Requirement:
Where the records below have a line with "given", that line is to be copied.

Input data:
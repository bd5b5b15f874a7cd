//! VBI Compare CLI - collect volunteered and authoritative bathymetry

mod monitor;

use anyhow::{anyhow, bail, Context, Result};
use clap::{Args, Parser, Subcommand, ValueEnum};
use std::path::PathBuf;
use std::time::Instant;
use tracing::{info, Level};
use tracing_subscriber::{EnvFilter, FmtSubscriber};

use vbicompare_cloud::{TileDescriptor, TileScheme};
use vbicompare_collect::settings::ScriptFlavor;
use vbicompare_collect::{BatchBuilder, BatchInputs, Reporter, Settings, Sources};
use vbicompare_core::{CollectionRequest, DataSource, ProcessingMode, Region, SearchMethod};

// ─── CLI structure ──────────────────────────────────────────────────────

#[derive(Parser)]
#[command(name = "vbicompare")]
#[command(author, version, about = "Collect volunteered and authoritative bathymetry", long_about = None)]
struct Cli {
    /// Verbose output
    #[arg(short, long, global = true)]
    verbose: bool,

    /// Config file (TOML)
    #[arg(short, long, global = true, env = "VBICOMPARE_CONFIG")]
    config: Option<PathBuf>,

    #[command(subcommand)]
    command: Commands,
}

#[derive(Subcommand)]
enum Commands {
    /// Collect NBS and DCDB data for a chart, vessel or area search
    Collect(CollectArgs),
    /// Build a reputation calculation script from two existing list files
    Batch {
        /// NBS list file
        #[arg(long)]
        nbs_list: PathBuf,
        /// DCDB list file
        #[arg(long)]
        dcdb_list: PathBuf,
        /// Output root; the run directory goes under <output>/reputation_calcs
        #[arg(short, long)]
        output: PathBuf,
        /// Run the script once written
        #[arg(long)]
        run: bool,
        /// Script flavor (overrides the config file)
        #[arg(long, value_enum)]
        flavor: Option<FlavorArg>,
    },
    /// List the BlueTopo tiles a tile-scheme GeoPackage has in an area
    Tiles {
        /// Tile-scheme GeoPackage
        gpkg: PathBuf,
        /// North-west corner, "lat, lon"
        #[arg(long, allow_hyphen_values = true)]
        nw: String,
        /// South-east corner, "lat, lon"
        #[arg(long, allow_hyphen_values = true)]
        se: String,
    },
}

#[derive(Args)]
struct CollectArgs {
    /// Primary data source
    #[arg(long, value_enum, default_value = "nbs")]
    primary: SourceArg,
    /// MCD chart names, comma separated (NBS primary)
    #[arg(long, value_delimiter = ',')]
    charts: Vec<String>,
    /// Vessel (platform) name; repeat for several (DCDB primary)
    #[arg(long)]
    vessel: Vec<String>,
    /// North-west corner "lat, lon"; repeat together with --se for several areas
    #[arg(long, allow_hyphen_values = true)]
    nw: Vec<String>,
    /// South-east corner "lat, lon"
    #[arg(long, allow_hyphen_values = true)]
    se: Vec<String>,
    /// Also collect the other source over the same ground
    #[arg(long)]
    secondary: bool,
    /// cloud: list s3:// URLs, local: download the files
    #[arg(long, value_enum, default_value = "cloud")]
    mode: ModeArg,
    /// Output root folder (no spaces)
    #[arg(short, long, env = "VBICOMPARE_OUTPUT")]
    output: PathBuf,
    /// Run the reputation calculation once both lists are written
    #[arg(long)]
    run_reputation: bool,
    /// Write the chart, tile and track outlines to this GeoJSON file
    #[arg(long)]
    footprints: Option<PathBuf>,
    /// Script flavor (overrides the config file)
    #[arg(long, value_enum)]
    flavor: Option<FlavorArg>,
}

#[derive(Clone, Copy, ValueEnum)]
enum SourceArg {
    Nbs,
    Dcdb,
}

#[derive(Clone, Copy, ValueEnum)]
enum ModeArg {
    Cloud,
    Local,
}

#[derive(Clone, Copy, ValueEnum)]
enum FlavorArg {
    Bat,
    Sh,
}

impl From<SourceArg> for DataSource {
    fn from(s: SourceArg) -> Self {
        match s {
            SourceArg::Nbs => DataSource::Nbs,
            SourceArg::Dcdb => DataSource::Dcdb,
        }
    }
}

impl From<ModeArg> for ProcessingMode {
    fn from(m: ModeArg) -> Self {
        match m {
            ModeArg::Cloud => ProcessingMode::Cloud,
            ModeArg::Local => ProcessingMode::Local,
        }
    }
}

impl From<FlavorArg> for ScriptFlavor {
    fn from(f: FlavorArg) -> Self {
        match f {
            FlavorArg::Bat => ScriptFlavor::Bat,
            FlavorArg::Sh => ScriptFlavor::Sh,
        }
    }
}

// ─── Helpers ────────────────────────────────────────────────────────────

fn setup_logging(verbose: bool) -> Result<()> {
    let builder = FmtSubscriber::builder()
        .with_target(false)
        .with_writer(std::io::stderr);

    let installed = if std::env::var_os("RUST_LOG").is_some() {
        tracing::subscriber::set_global_default(builder.with_env_filter(EnvFilter::from_default_env()).finish())
    } else {
        let level = if verbose { Level::DEBUG } else { Level::INFO };
        tracing::subscriber::set_global_default(builder.with_max_level(level).finish())
    };
    installed.context("setting default subscriber failed")
}

fn load_settings(config: Option<&PathBuf>, flavor: Option<FlavorArg>) -> Result<Settings> {
    let mut settings = Settings::load(config.map(PathBuf::as_path)).context("Failed to load config")?;
    if let Some(flavor) = flavor {
        settings.reputation.flavor = flavor.into();
    }
    Ok(settings)
}

/// Turn the arguments into a request, gathering every problem found.
fn build_request(args: &CollectArgs) -> std::result::Result<CollectionRequest, Vec<String>> {
    let mut problems = Vec::new();

    let given = [!args.charts.is_empty(), !args.vessel.is_empty(), !args.nw.is_empty() || !args.se.is_empty()];
    if given.iter().filter(|g| **g).count() > 1 {
        problems.push("Choose one search method: --charts, --vessel or --nw/--se".to_string());
    }

    let search = if !args.charts.is_empty() {
        SearchMethod::Charts(args.charts.clone())
    } else if !args.vessel.is_empty() {
        SearchMethod::Vessels(args.vessel.clone())
    } else {
        if args.nw.len() != args.se.len() {
            problems.push(format!(
                "Each --nw needs a matching --se ({} --nw, {} --se)",
                args.nw.len(),
                args.se.len()
            ));
        }
        let mut regions = Vec::new();
        for (n, (nw, se)) in args.nw.iter().zip(&args.se).enumerate() {
            match Region::from_corners(nw, se) {
                Ok(region) => regions.push(region),
                Err(e) => problems.extend(e.problems().into_iter().map(|p| format!("Area {}: {p}", n + 1))),
            }
        }
        SearchMethod::Area(regions)
    };

    let request = CollectionRequest {
        primary: args.primary.into(),
        search,
        secondary: args.secondary,
        mode: args.mode.into(),
        output_root: args.output.clone(),
        run_reputation: args.run_reputation,
    };

    // an unparsable area would also read as "no area given"
    let area_failed = !problems.is_empty() && matches!(request.search, SearchMethod::Area(ref r) if r.is_empty());
    if let Err(e) = request.validate() {
        problems.extend(
            e.problems()
                .into_iter()
                .filter(|p| !(area_failed && p.starts_with("Area search selected"))),
        );
    }

    if problems.is_empty() {
        Ok(request)
    } else {
        Err(problems)
    }
}

fn collect(args: CollectArgs, config: Option<&PathBuf>) -> Result<()> {
    let request = match build_request(&args) {
        Ok(request) => request,
        Err(problems) => {
            eprintln!("The request has {} problem(s):", problems.len());
            for p in &problems {
                eprintln!("  - {p}");
            }
            bail!("invalid request");
        }
    };

    let settings = load_settings(config, args.flavor)?;
    let sources = Sources::from_settings(&settings).context("Failed to set up data sources")?;

    info!(
        "Collecting {} by {} search into {}",
        request.primary,
        request.search.label(),
        request.output_root.display()
    );
    let start = Instant::now();
    let (handle, events) = vbicompare_collect::spawn(request, settings, sources);
    let footprints = monitor::watch(events)?;
    let outcome = handle
        .join()
        .map_err(|_| anyhow!("collection worker panicked"))?
        .context("Collection failed")?;

    if let Some(path) = &args.footprints {
        footprints.write_geojson(path)?;
        println!("Footprints saved to: {}", path.display());
    }

    let summary = &outcome.summary;
    if let Some(list) = &summary.nbs_list {
        println!("NBS list: {}", list.display());
    }
    if let Some(list) = &summary.dcdb_list {
        println!("DCDB list: {}", list.display());
    }
    if let Some(run) = &outcome.reputation {
        println!("Reputation script: {}", run.script_path.display());
    }
    if summary.cancelled {
        println!("Request cancelled; nothing further collected.");
    }
    println!("  Outlines: {}", footprints.summary());
    println!("  Processing time: {:.2?}", start.elapsed());
    Ok(())
}

fn batch(inputs: BatchInputs, output: PathBuf, run: bool, settings: Settings) -> Result<()> {
    for list in [&inputs.nbs_list, &inputs.dcdb_list] {
        if !list.is_file() {
            bail!("List file not found: {}", list.display());
        }
    }

    let builder = BatchBuilder::new(output, settings.reputation);
    let (tx, rx) = crossbeam_channel::unbounded();
    let handle = std::thread::spawn(move || {
        let mut reporter = Reporter::new(tx);
        let built = builder.build(&inputs, run, &mut reporter);
        if let Err(e) = &built {
            reporter.error(e.to_string());
            reporter.calc_fill();
        }
        reporter.finished();
        built
    });

    monitor::watch(rx)?;
    let prepared = handle
        .join()
        .map_err(|_| anyhow!("batch worker panicked"))?
        .context("Failed to build reputation script")?;
    println!("Reputation script: {}", prepared.script_path.display());
    Ok(())
}

fn tiles(gpkg: PathBuf, nw: &str, se: &str) -> Result<()> {
    let region = Region::from_corners(nw, se).map_err(|e| anyhow!(e.problems().join("; ")))?;
    let scheme = TileScheme::open(&gpkg).context("Failed to open tile scheme")?;
    let mut tiles = Vec::new();
    for part in region.split_at_antimeridian() {
        for tile in scheme.tiles_intersecting(&part.negative_buffer().bbox())? {
            if !tiles.iter().any(|t: &TileDescriptor| t.tile == tile.tile) {
                tiles.push(tile);
            }
        }
    }

    println!("Tile scheme: {} ({})", gpkg.display(), scheme.table_name());
    println!("Area: {region}");
    println!("{} tiles:", tiles.len());
    for tile in &tiles {
        let e = tile.extent;
        println!(
            "  {:<10} ({:.4}, {:.4}) - ({:.4}, {:.4})  {}",
            tile.tile,
            e.min_x,
            e.min_y,
            e.max_x,
            e.max_y,
            tile.geotiff_url.as_deref().unwrap_or("-")
        );
    }
    Ok(())
}

// ─── Main ───────────────────────────────────────────────────────────────

fn main() -> Result<()> {
    let cli = Cli::parse();
    setup_logging(cli.verbose)?;

    match cli.command {
        Commands::Collect(args) => collect(args, cli.config.as_ref()),
        Commands::Batch {
            nbs_list,
            dcdb_list,
            output,
            run,
            flavor,
        } => {
            let settings = load_settings(cli.config.as_ref(), flavor)?;
            batch(BatchInputs { nbs_list, dcdb_list }, output, run, settings)
        }
        Commands::Tiles { gpkg, nw, se } => tiles(gpkg, &nw, &se),
    }
}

Response to the task:
    let given = [!args.charts.is_empty(), !args.vessel.is_empty(), !args.nw.is_empty() || !args.se.is_empty()];
    if given.iter().filter(|g| **g).count() > 1 {
    // an unparsable area would also read as "no area given"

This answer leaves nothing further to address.